▶ _Directions for this task_
Please copy each line below that contains the string "crate".

▶ _Material provided_
◆ ◆ ◆ ◆
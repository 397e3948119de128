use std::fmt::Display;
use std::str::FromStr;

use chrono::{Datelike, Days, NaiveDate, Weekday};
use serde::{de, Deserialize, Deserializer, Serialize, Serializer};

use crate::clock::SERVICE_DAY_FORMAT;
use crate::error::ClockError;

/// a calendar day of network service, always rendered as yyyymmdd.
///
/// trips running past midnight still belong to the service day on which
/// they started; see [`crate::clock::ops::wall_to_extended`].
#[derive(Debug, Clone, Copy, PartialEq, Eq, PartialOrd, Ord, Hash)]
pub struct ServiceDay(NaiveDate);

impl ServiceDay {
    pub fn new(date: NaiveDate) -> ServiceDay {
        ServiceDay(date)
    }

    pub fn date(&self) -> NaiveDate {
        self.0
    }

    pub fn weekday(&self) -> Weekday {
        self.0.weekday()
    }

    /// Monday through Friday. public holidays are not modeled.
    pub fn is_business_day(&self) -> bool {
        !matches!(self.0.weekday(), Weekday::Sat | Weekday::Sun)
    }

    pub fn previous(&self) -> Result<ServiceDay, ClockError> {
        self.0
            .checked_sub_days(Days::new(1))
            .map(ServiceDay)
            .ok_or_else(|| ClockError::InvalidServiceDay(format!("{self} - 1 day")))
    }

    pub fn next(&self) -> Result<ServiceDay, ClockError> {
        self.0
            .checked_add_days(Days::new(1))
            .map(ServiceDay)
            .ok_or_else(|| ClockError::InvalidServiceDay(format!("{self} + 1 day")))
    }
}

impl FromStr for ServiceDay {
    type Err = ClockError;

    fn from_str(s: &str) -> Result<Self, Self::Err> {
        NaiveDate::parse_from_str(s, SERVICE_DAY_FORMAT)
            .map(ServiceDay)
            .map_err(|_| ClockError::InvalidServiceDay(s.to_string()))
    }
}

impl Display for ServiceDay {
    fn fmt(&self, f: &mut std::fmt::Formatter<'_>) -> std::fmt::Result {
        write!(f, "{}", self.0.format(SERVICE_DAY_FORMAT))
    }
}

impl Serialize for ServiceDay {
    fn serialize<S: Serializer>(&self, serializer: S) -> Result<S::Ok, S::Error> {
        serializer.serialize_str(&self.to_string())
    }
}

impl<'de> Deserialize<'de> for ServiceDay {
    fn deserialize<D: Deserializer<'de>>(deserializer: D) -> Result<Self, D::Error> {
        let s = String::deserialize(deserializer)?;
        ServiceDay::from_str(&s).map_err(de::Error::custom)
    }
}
◆ ◆ ◆ ◆
▶ _Solution for this problem_
use crate::clock::SERVICE_DAY_FORMAT;
use crate::error::ClockError;
/// they started; see [`crate::clock::ops::wall_to_extended`].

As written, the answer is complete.